## Work instructions
Copy out every line of the records where the string "ValueEnum" occurs.

Collected data entries:
★ ★ ★ ★

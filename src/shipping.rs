//! Shipping

use std::{fmt, str::FromStr};

use clap::ValueEnum;
use rusty_money::{Money, iso::Currency};

/// Delivery speed offered at checkout. Each method is a flat fee per order.
#[derive(Debug, Clone, Copy, PartialEq, Eq, Default, ValueEnum)]
pub enum ShippingMethod {
    /// Regular shipping
    #[default]
    Regular,

    /// Express shipping
    Express,

    /// Overnight shipping
    Overnight,
}

impl ShippingMethod {
    /// Every method, cheapest first.
    pub const ALL: [ShippingMethod; 3] = [
        ShippingMethod::Regular,
        ShippingMethod::Express,
        ShippingMethod::Overnight,
    ];

    /// Flat fee in major units of the order currency.
    pub const fn major_fee(self) -> i64 {
        match self {
            ShippingMethod::Regular => 15_000,
            ShippingMethod::Express => 35_000,
            ShippingMethod::Overnight => 75_000,
        }
    }

    /// Flat fee in the given currency.
    pub fn fee(self, currency: &Currency) -> Money<'_, Currency> {
        Money::from_major(self.major_fee(), currency)
    }

    /// Delivery estimate shown next to the method.
    pub const fn estimate(self) -> &'static str {
        match self {
            ShippingMethod::Regular => "5-7 business days",
            ShippingMethod::Express => "2-3 business days",
            ShippingMethod::Overnight => "Next business day",
        }
    }

    /// Human readable name.
    pub const fn label(self) -> &'static str {
        match self {
            ShippingMethod::Regular => "Regular Shipping",
            ShippingMethod::Express => "Express Shipping",
            ShippingMethod::Overnight => "Overnight Shipping",
        }
    }
}

impl fmt::Display for ShippingMethod {
    fn fmt(&self, f: &mut fmt::Formatter<'_>) -> fmt::Result {
        f.write_str(self.label())
    }
}

impl FromStr for ShippingMethod {
    type Err = String;

    fn from_str(s: &str) -> Result<Self, Self::Err> {
        <Self as ValueEnum>::from_str(s, true)
    }
}

#[cfg(test)]
mod tests {
    use rusty_money::iso::MWK;
    use testresult::TestResult;

    use super::*;

    #[test]
    fn fees_are_flat_per_method() {
        assert_eq!(
            ShippingMethod::Regular.fee(MWK),
            Money::from_major(15_000, MWK)
        );
        assert_eq!(
            ShippingMethod::Express.fee(MWK),
            Money::from_major(35_000, MWK)
        );
        assert_eq!(
            ShippingMethod::Overnight.fee(MWK),
            Money::from_major(75_000, MWK)
        );
    }

    #[test]
    fn parses_case_insensitively() -> TestResult {
        assert_eq!("express".parse::<ShippingMethod>()?, ShippingMethod::Express);
        assert_eq!("Overnight".parse::<ShippingMethod>()?, ShippingMethod::Overnight);
        assert!("drone".parse::<ShippingMethod>().is_err());

        Ok(())
    }

    #[test]
    fn default_is_regular() {
        assert_eq!(ShippingMethod::default(), ShippingMethod::Regular);
        assert_eq!(ShippingMethod::default().estimate(), "5-7 business days");
    }
}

★ ★ ★ ★

## Exercise response
use clap::ValueEnum;
#[derive(Debug, Clone, Copy, PartialEq, Eq, Default, ValueEnum)]
        <Self as ValueEnum>::from_str(s, true)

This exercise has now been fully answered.